Posted in CommunityHealthResponsive GovernmentRichmond

 Journalist Who Writes For Oakland Post, Publication

By Post Staff

Despite pleas from the public and staff at Doctor’s Medical Center in San Pablo, the doors to the hospital that houses West Contra Costa County’s only emergency room are scheduled to begin closing on April 21.

The West Contra Costa Healthcare District board voted March 26 to shutter the hospital but will wait until April 21 to give those interested in saving the hospital time to review a last-ditch proposal by a group that specializes in saving hospitals.

Residents and interested others packed the boardroom and expressed frustration and outrage that the board would close the hospital.

“It’s a shame,” said a man who didn’t want to be identified. “This hospital is very important to this community.”

The hospital averages 100 to 115 people in the emergency room a day. It stopped taking ambulance traffic in September 2014, and emergency room traffic dropped to about 50 a day – but those numbers have increased and people began coming back, according to records.

Doctor’s Medical Center has the region´s only cardiac unit, cancer center, diabetes-wound care, and sleep lab program. With the hospital closure those departments will be gone.
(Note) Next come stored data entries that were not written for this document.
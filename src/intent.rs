// ABOUTME: Intent classification and destination term extraction for user queries
// ABOUTME: Pure functions over fixed keyword tables, no scoring or multi-intent
//
// SPDX-License-Identifier: MIT OR Apache-2.0
// Copyright (c) 2025 TripXplo AI

//! Rule-based query understanding. A query maps to exactly one [`Intent`]
//! via case-insensitive substring checks against a priority-ordered
//! keyword table; destination names are extracted against a fixed list.

use serde::{Deserialize, Serialize};
use std::fmt;

/// Handling category derived from a user query
#[derive(Debug, Clone, Copy, PartialEq, Eq, Serialize, Deserialize)]
#[serde(rename_all = "lowercase")]
pub enum Intent {
    /// Hotel / accommodation lookup
    Hotel,
    /// Vehicle / transport lookup
    Vehicle,
    /// Activity / experience lookup
    Activity,
    /// Travel package lookup (the default)
    Package,
}

impl Intent {
    /// Lowercase name, matching the wire/serde representation
    #[must_use]
    pub fn as_str(self) -> &'static str {
        match self {
            Self::Hotel => "hotel",
            Self::Vehicle => "vehicle",
            Self::Activity => "activity",
            Self::Package => "package",
        }
    }
}

impl fmt::Display for Intent {
    fn fmt(&self, f: &mut fmt::Formatter<'_>) -> fmt::Result {
        f.write_str(self.as_str())
    }
}

/// Priority-ordered keyword table. The first category whose keyword list
/// matches wins; queries matching nothing fall through to `Package`.
const INTENT_KEYWORDS: &[(Intent, &[&str])] = &[
    (Intent::Hotel, &["hotel", "stay", "accommodation", "resort"]),
    (Intent::Vehicle, &["vehicle", "car", "transport", "taxi"]),
    (
        Intent::Activity,
        &["activity", "tour", "things to do", "adventure", "experience"],
    ),
];

/// Destinations recognized by the extractor, in output order
pub const KNOWN_DESTINATIONS: &[&str] = &[
    "goa",
    "kerala",
    "manali",
    "bali",
    "kodaikanal",
    "ooty",
    "rajasthan",
    "andaman",
    "himachal",
    "shimla",
    "darjeeling",
];

/// Classify a free-text query into one handling category.
#[must_use]
pub fn classify(query: &str) -> Intent {
    let query_lower = query.to_lowercase();
    for (intent, keywords) in INTENT_KEYWORDS {
        if keywords.iter().any(|keyword| query_lower.contains(keyword)) {
            return *intent;
        }
    }
    Intent::Package
}

/// Extract known destination names from a query.
///
/// Matches are joined by a single space in the fixed list order (not the
/// order of appearance in the query). When nothing matches, the original
/// query is returned unchanged so it can serve as a raw search term.
#[must_use]
pub fn extract_search_terms(query: &str) -> String {
    let query_lower = query.to_lowercase();
    let found: Vec<&str> = KNOWN_DESTINATIONS
        .iter()
        .copied()
        .filter(|destination| query_lower.contains(destination))
        .collect();

    if found.is_empty() {
        query.to_owned()
    } else {
        found.join(" ")
    }
}
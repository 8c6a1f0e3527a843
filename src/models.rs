// ABOUTME: Request and response DTOs for the HTTP surface
// ABOUTME: Upstream records stay loosely typed and pass through verbatim
//
// SPDX-License-Identifier: MIT OR Apache-2.0
// Copyright (c) 2025 TripXplo AI

//! Shared data transfer objects. Upstream package/hotel/vehicle/activity
//! records are deliberately NOT modeled as structs: the service passes
//! them through verbatim as `serde_json::Value` and reads display fields
//! with `"N/A"` defaults, degrading gracefully instead of rejecting
//! malformed records.

use serde::{Deserialize, Serialize};
use serde_json::Value;

/// Body of `POST /query`
#[derive(Debug, Clone, Serialize, Deserialize)]
pub struct QueryRequest {
    /// Free-text user question
    pub question: String,
}

/// Response of `POST /query`
#[derive(Debug, Clone, Serialize, Deserialize)]
pub struct QueryResponse {
    /// Assistant reply text; empty when `error` is set
    pub response: String,
    /// Error detail when query processing failed
    #[serde(skip_serializing_if = "Option::is_none")]
    pub error: Option<String>,
}

impl QueryResponse {
    /// Successful reply
    #[must_use]
    pub fn ok(response: String) -> Self {
        Self {
            response,
            error: None,
        }
    }

    /// Failed reply with an error detail and empty response text
    #[must_use]
    pub fn failed(error: String) -> Self {
        Self {
            response: String::new(),
            error: Some(error),
        }
    }
}

/// Pricing parameters, forwarded verbatim to the upstream pricing endpoint
#[derive(Debug, Clone, Serialize, Deserialize)]
pub struct PricingQuery {
    /// Travel start date, `YYYY-MM-DD`
    #[serde(rename = "startDate")]
    pub start_date: String,
    /// Number of adults
    #[serde(rename = "noAdult")]
    pub no_adult: u32,
    /// Number of children
    #[serde(rename = "noChild")]
    pub no_child: u32,
    /// Number of rooms
    #[serde(rename = "noRoomCount")]
    pub no_room_count: u32,
    /// Number of extra adults (defaults to 0)
    #[serde(rename = "noExtraAdult", default)]
    pub no_extra_adult: u32,
}

/// Response of `GET /packages`
#[derive(Debug, Serialize, Deserialize)]
pub struct PackagesResponse {
    /// Raw package records from the upstream API
    pub packages: Vec<Value>,
}

/// Response of `GET /packages/{id}/hotels`
#[derive(Debug, Serialize, Deserialize)]
pub struct HotelsResponse {
    /// Raw hotel records
    pub hotels: Vec<Value>,
}

/// Response of `GET /packages/{id}/vehicles`
#[derive(Debug, Serialize, Deserialize)]
pub struct VehiclesResponse {
    /// Raw vehicle records
    pub vehicles: Vec<Value>,
}

/// Response of `GET /packages/{id}/activities`
#[derive(Debug, Serialize, Deserialize)]
pub struct ActivitiesResponse {
    /// Raw activity records
    pub activities: Vec<Value>,
}
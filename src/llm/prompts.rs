// ABOUTME: Prompt templates fed to the chat endpoint for each intent category
// ABOUTME: Formats at most five upstream records into a numbered list with N/A fallbacks
//
// SPDX-License-Identifier: MIT OR Apache-2.0
// Copyright (c) 2025 TripXplo AI

//! Prompt construction. Each builder produces a role-setting preamble,
//! the quoted user query, a 1-based numbered list of records, and a
//! category-specific closing instruction. Record fields that are missing
//! upstream render as `"N/A"` — prompts never fail on malformed data.

use serde_json::Value;

/// Hard cap on records embedded in a prompt, regardless of fetch size
pub const MAX_PROMPT_RECORDS: usize = 5;

/// Placeholder for absent record fields
const MISSING: &str = "N/A";

/// Read the first present field from a record, rendering numbers as text.
fn field(record: &Value, keys: &[&str]) -> String {
    for key in keys {
        match record.get(key) {
            Some(Value::String(s)) => return s.clone(),
            Some(Value::Number(n)) => return n.to_string(),
            _ => {}
        }
    }
    MISSING.to_owned()
}

/// Numbered `name (ID: ...)` list for records with the given field names.
fn numbered_list(records: &[Value], name_key: &str, id_key: &str) -> String {
    records
        .iter()
        .take(MAX_PROMPT_RECORDS)
        .enumerate()
        .map(|(i, record)| {
            format!(
                "{}. {} (ID: {})",
                i + 1,
                field(record, &[name_key]),
                field(record, &[id_key]),
            )
        })
        .collect::<Vec<_>>()
        .join("\n")
}

/// Numbered package list with duration and starting price lines.
fn numbered_packages(packages: &[Value]) -> String {
    packages
        .iter()
        .take(MAX_PROMPT_RECORDS)
        .enumerate()
        .map(|(i, package)| {
            format!(
                "{}. {} (ID: {})\n   Duration: {}D/{}N\n   Starting From: ₹{}",
                i + 1,
                field(package, &["packageName"]),
                field(package, &["packageId", "id"]),
                field(package, &["noOfDays"]),
                field(package, &["noOfNight"]),
                field(package, &["startFrom"]),
            )
        })
        .collect::<Vec<_>>()
        .join("\n")
}

/// Prompt for hotel queries.
#[must_use]
pub fn hotel_prompt(query: &str, hotels: &[Value]) -> String {
    format!(
        "You are a helpful travel assistant.\n\n\
         The user asked about hotels: \"{query}\"\n\n\
         Here are some hotel options matching the request:\n\n\
         {}\n\n\
         Please provide a warm, clear, and friendly summary for these hotel options \
         including name, highlights, price (if available), and Hotel ID.\n\n\
         End with a call to action encouraging booking or further questions.",
        numbered_list(hotels, "hotelName", "hotelId"),
    )
}

/// Prompt for vehicle queries.
#[must_use]
pub fn vehicle_prompt(query: &str, vehicles: &[Value]) -> String {
    format!(
        "You are a helpful travel assistant.\n\n\
         The user asked about vehicles: \"{query}\"\n\n\
         Here are some vehicle options matching the request:\n\n\
         {}\n\n\
         Please provide a friendly summary for these vehicles including name, type, \
         price (if available), and Vehicle ID.\n\n\
         End with a call to action encouraging booking or further questions.",
        numbered_list(vehicles, "vehicleName", "vehicleId"),
    )
}

/// Prompt for activity queries.
#[must_use]
pub fn activity_prompt(query: &str, activities: &[Value]) -> String {
    format!(
        "You are a helpful travel assistant.\n\n\
         The user asked about activities: \"{query}\"\n\n\
         Here are some activity options matching the request:\n\n\
         {}\n\n\
         Please provide a warm, engaging summary for these activities including name, \
         highlights, price (if available), and Activity ID.\n\n\
         End with a call to action encouraging booking or further questions.",
        numbered_list(activities, "activityName", "activityId"),
    )
}

/// Prompt for package queries with matching results.
#[must_use]
pub fn package_prompt(query: &str, packages: &[Value]) -> String {
    format!(
        "You are a helpful travel assistant.\n\n\
         The user asked about packages: \"{query}\"\n\n\
         Step-by-step:\n\n\
         1. Identify the main destination or theme.\n\
         2. Find the best matches from the packages below.\n\
         3. Summarize each package with name, duration, highlights, price, and Package ID.\n\
         4. Present warmly and clearly, grouped by destination if applicable.\n\
         5. End with a friendly call to action.\n\n\
         Here are the matching packages ({} found):\n\n\
         {}",
        packages.len(),
        numbered_packages(packages),
    )
}

/// Prompt for the popular-packages fallback when no match was found.
#[must_use]
pub fn popular_packages_prompt(query: &str, packages: &[Value]) -> String {
    format!(
        "You are a helpful travel assistant.\n\n\
         The user asked: \"{query}\"\n\n\
         We couldn't find exact matches, but here are some popular travel packages:\n\n\
         {}\n\n\
         Please format this as a friendly, inviting travel recommendation showing \
         duration, price, and Package ID clearly.",
        numbered_packages(packages),
    )
}
// ABOUTME: OpenRouter LLM provider sending completions to DeepSeek
// ABOUTME: Uses the OpenAI-compatible chat completions API with bounded timeouts
//
// SPDX-License-Identifier: MIT OR Apache-2.0
// Copyright (c) 2025 TripXplo AI

//! # OpenRouter Provider
//!
//! Implementation of [`LlmProvider`] for OpenRouter's hosted completion
//! service, used here to reach `deepseek/deepseek-chat`.
//!
//! ## Configuration
//!
//! Set `OPENROUTER_API_KEY` with a key from <https://openrouter.ai/keys>.
//! `OPENROUTER_BASE_URL` and `OPENROUTER_MODEL` are optional overrides.

use reqwest::{Client, ClientBuilder};
use serde::{Deserialize, Serialize};
use std::time::Duration;
use tracing::{debug, error};

use super::{ChatMessage, ChatRequest, ChatResponse, LlmProvider};
use crate::config::{ChatConfig, DEFAULT_CHAT_BASE, DEFAULT_CHAT_MODEL};
use crate::errors::AppError;

/// Environment variable for the OpenRouter API key
const OPENROUTER_API_KEY_ENV: &str = "OPENROUTER_API_KEY";

/// Service name used in error messages
const SERVICE: &str = "DeepSeek";

/// Request timeout for completion calls
const REQUEST_TIMEOUT_SECS: u64 = 60;

/// Connect timeout for completion calls
const CONNECT_TIMEOUT_SECS: u64 = 10;

// ============================================================================
// API Request/Response Types (OpenAI-compatible format)
// ============================================================================

/// OpenRouter request structure
#[derive(Debug, Serialize)]
struct OpenRouterRequest {
    model: String,
    messages: Vec<OpenRouterMessage>,
}

/// Message structure for the OpenRouter API
#[derive(Debug, Clone, Serialize, Deserialize)]
struct OpenRouterMessage {
    role: String,
    content: String,
}

impl From<&ChatMessage> for OpenRouterMessage {
    fn from(msg: &ChatMessage) -> Self {
        Self {
            role: msg.role.as_str().to_owned(),
            content: msg.content.clone(),
        }
    }
}

/// OpenRouter response structure
#[derive(Debug, Deserialize)]
struct OpenRouterResponse {
    choices: Vec<OpenRouterChoice>,
    #[serde(default)]
    model: Option<String>,
}

/// Choice in an OpenRouter response
#[derive(Debug, Deserialize)]
struct OpenRouterChoice {
    message: OpenRouterResponseMessage,
}

/// Message in an OpenRouter response
#[derive(Debug, Deserialize)]
struct OpenRouterResponseMessage {
    content: Option<String>,
}

/// OpenRouter API error response
#[derive(Debug, Deserialize)]
struct OpenRouterErrorResponse {
    error: OpenRouterErrorDetail,
}

/// Error detail structure
#[derive(Debug, Deserialize)]
struct OpenRouterErrorDetail {
    message: String,
}

// ============================================================================
// Provider Implementation
// ============================================================================

/// OpenRouter chat completion provider
pub struct OpenRouterProvider {
    client: Client,
    config: ChatConfig,
}

impl OpenRouterProvider {
    /// Create a provider with explicit configuration
    #[must_use]
    pub fn new(config: ChatConfig) -> Self {
        let client = ClientBuilder::new()
            .timeout(Duration::from_secs(REQUEST_TIMEOUT_SECS))
            .connect_timeout(Duration::from_secs(CONNECT_TIMEOUT_SECS))
            .build()
            .unwrap_or_else(|_| Client::new());

        Self { client, config }
    }

    /// Create a provider from environment variables.
    ///
    /// # Errors
    ///
    /// Returns a config error when `OPENROUTER_API_KEY` is not set.
    pub fn from_env() -> Result<Self, AppError> {
        let api_key = std::env::var(OPENROUTER_API_KEY_ENV).map_err(|_| {
            AppError::config(format!(
                "Missing {OPENROUTER_API_KEY_ENV} environment variable. Get a key from https://openrouter.ai/keys"
            ))
        })?;

        Ok(Self::new(ChatConfig {
            base_url: std::env::var("OPENROUTER_BASE_URL")
                .unwrap_or_else(|_| DEFAULT_CHAT_BASE.to_owned()),
            api_key,
            model: std::env::var("OPENROUTER_MODEL")
                .unwrap_or_else(|_| DEFAULT_CHAT_MODEL.to_owned()),
        }))
    }

    /// Build the API URL for a given endpoint
    fn api_url(&self, endpoint: &str) -> String {
        format!("{}/{endpoint}", self.config.base_url.trim_end_matches('/'))
    }

    /// Parse an error body from the OpenRouter API
    fn parse_error_response(status: reqwest::StatusCode, body: &str) -> AppError {
        if let Ok(error_response) = serde_json::from_str::<OpenRouterErrorResponse>(body) {
            AppError::external_service(
                SERVICE,
                format!("API error ({status}): {}", error_response.error.message),
            )
        } else {
            AppError::external_service(
                SERVICE,
                format!(
                    "API error ({status}): {}",
                    body.chars().take(200).collect::<String>()
                ),
            )
        }
    }
}

#[async_trait::async_trait]
impl LlmProvider for OpenRouterProvider {
    fn name(&self) -> &'static str {
        "openrouter"
    }

    fn default_model(&self) -> &'static str {
        DEFAULT_CHAT_MODEL
    }

    async fn complete(&self, request: &ChatRequest) -> Result<ChatResponse, AppError> {
        let model = request
            .model
            .clone()
            .unwrap_or_else(|| self.config.model.clone());

        debug!("Sending chat completion request to OpenRouter, model {model}");

        let body = OpenRouterRequest {
            model: model.clone(),
            messages: request.messages.iter().map(OpenRouterMessage::from).collect(),
        };

        let response = self
            .client
            .post(self.api_url("chat/completions"))
            .header("Authorization", format!("Bearer {}", self.config.api_key))
            .header("Content-Type", "application/json")
            .json(&body)
            .send()
            .await
            .map_err(|e| {
                error!("Failed to send request to OpenRouter: {e}");
                AppError::external_service(SERVICE, format!("Failed to connect: {e}"))
            })?;

        let status = response.status();
        let text = response.text().await.map_err(|e| {
            error!("Failed to read OpenRouter response: {e}");
            AppError::external_service(SERVICE, format!("Failed to read response: {e}"))
        })?;

        if !status.is_success() {
            return Err(Self::parse_error_response(status, &text));
        }

        let parsed: OpenRouterResponse = serde_json::from_str(&text).map_err(|e| {
            error!("Failed to parse OpenRouter response: {e}");
            AppError::external_service(SERVICE, format!("Failed to parse response: {e}"))
        })?;

        let choice = parsed
            .choices
            .into_iter()
            .next()
            .ok_or_else(|| AppError::external_service(SERVICE, "API returned no choices"))?;

        // Absent content degrades to an empty reply, not an error
        let content = choice.message.content.unwrap_or_default();

        debug!("Received response from OpenRouter: {} chars", content.len());

        Ok(ChatResponse {
            content,
            model: parsed.model.unwrap_or(model),
        })
    }
}
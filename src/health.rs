// ABOUTME: Health check payloads for operational visibility
// ABOUTME: Reports service identity, status, and uptime; there are no stateful components to probe
//
// SPDX-License-Identifier: MIT OR Apache-2.0
// Copyright (c) 2025 TripXplo AI

//! Health reporting. The service holds no database or queue, so the
//! check is a liveness signal with identity and uptime only.

use crate::config::APP_NAME;
use serde::{Deserialize, Serialize};
use std::time::Instant;

/// Overall health status
#[derive(Debug, Clone, Copy, Serialize, Deserialize, PartialEq, Eq)]
#[serde(rename_all = "lowercase")]
pub enum HealthStatus {
    /// Service is up and serving
    Healthy,
}

/// Health check response
#[derive(Debug, Clone, Serialize, Deserialize)]
pub struct HealthResponse {
    /// Overall service status
    pub status: HealthStatus,
    /// Service identity
    pub service: ServiceInfo,
    /// Seconds since the checker was created (process start)
    pub uptime_seconds: u64,
}

/// Service identity block
#[derive(Debug, Clone, Serialize, Deserialize)]
pub struct ServiceInfo {
    /// Service name
    pub name: String,
    /// Crate version
    pub version: String,
}

/// Tracks process start time for uptime reporting
#[derive(Debug, Clone, Copy)]
pub struct HealthChecker {
    start_time: Instant,
}

impl HealthChecker {
    /// Create a checker anchored at the current instant
    #[must_use]
    pub fn new() -> Self {
        Self {
            start_time: Instant::now(),
        }
    }

    /// Produce the current health payload
    #[must_use]
    pub fn check(&self) -> HealthResponse {
        HealthResponse {
            status: HealthStatus::Healthy,
            service: ServiceInfo {
                name: APP_NAME.to_owned(),
                version: env!("CARGO_PKG_VERSION").to_owned(),
            },
            uptime_seconds: self.start_time.elapsed().as_secs(),
        }
    }
}

impl Default for HealthChecker {
    fn default() -> Self {
        Self::new()
    }
}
Some at the board meeting voiced frustration, saying that if the hospital could remain open until January, it might be saved by an influx of cash from Chevron’s Richmond refinery. T

The refinery has pledged about $15 million to the hospital – about $5 million for three years – as it revamps the refinery, but payments the payments do not begin until the work begins in January.

And, it is likely that when the hospital goes, the doctors’ offices that surround the hospital will go, too. And with the closure, about 700 employees, some of the highest paid jobs in area, will lose their jobs.

The hospital’s financial problems, which officials blame mostly on low reimbursement rates for Medi-Cal and Medicare patients, began in the 1990s. Those patients account for about 80 percent of the hospital’s total patients.

Another 20 percent are uninsured and commercial patients.

Doctor’s originally opened as Brookside Hospital in 1954.

When the hospital contracted with Tenet Health Systems in 1997, the agreement lasted just seven years before Tenet pulled out in 2004. Voters approved a $52-a-year parcel tax in 2004 and raised $5.6 million a year, but it wasn’t enough to stop the operating losses.

Then in 2006, the district filed for bankruptcy protection. When the hospital emerged from bankruptcy, its managers tried other ways to save the hospital to no avail.

The state and even other health care companies provided cash and received funds from the advance payments of the parcel tax. Even a second parcel tax in 2011, which raised about $5.1 million a year, didn’t help.

The hospital still fell into an $18 million a year deficit.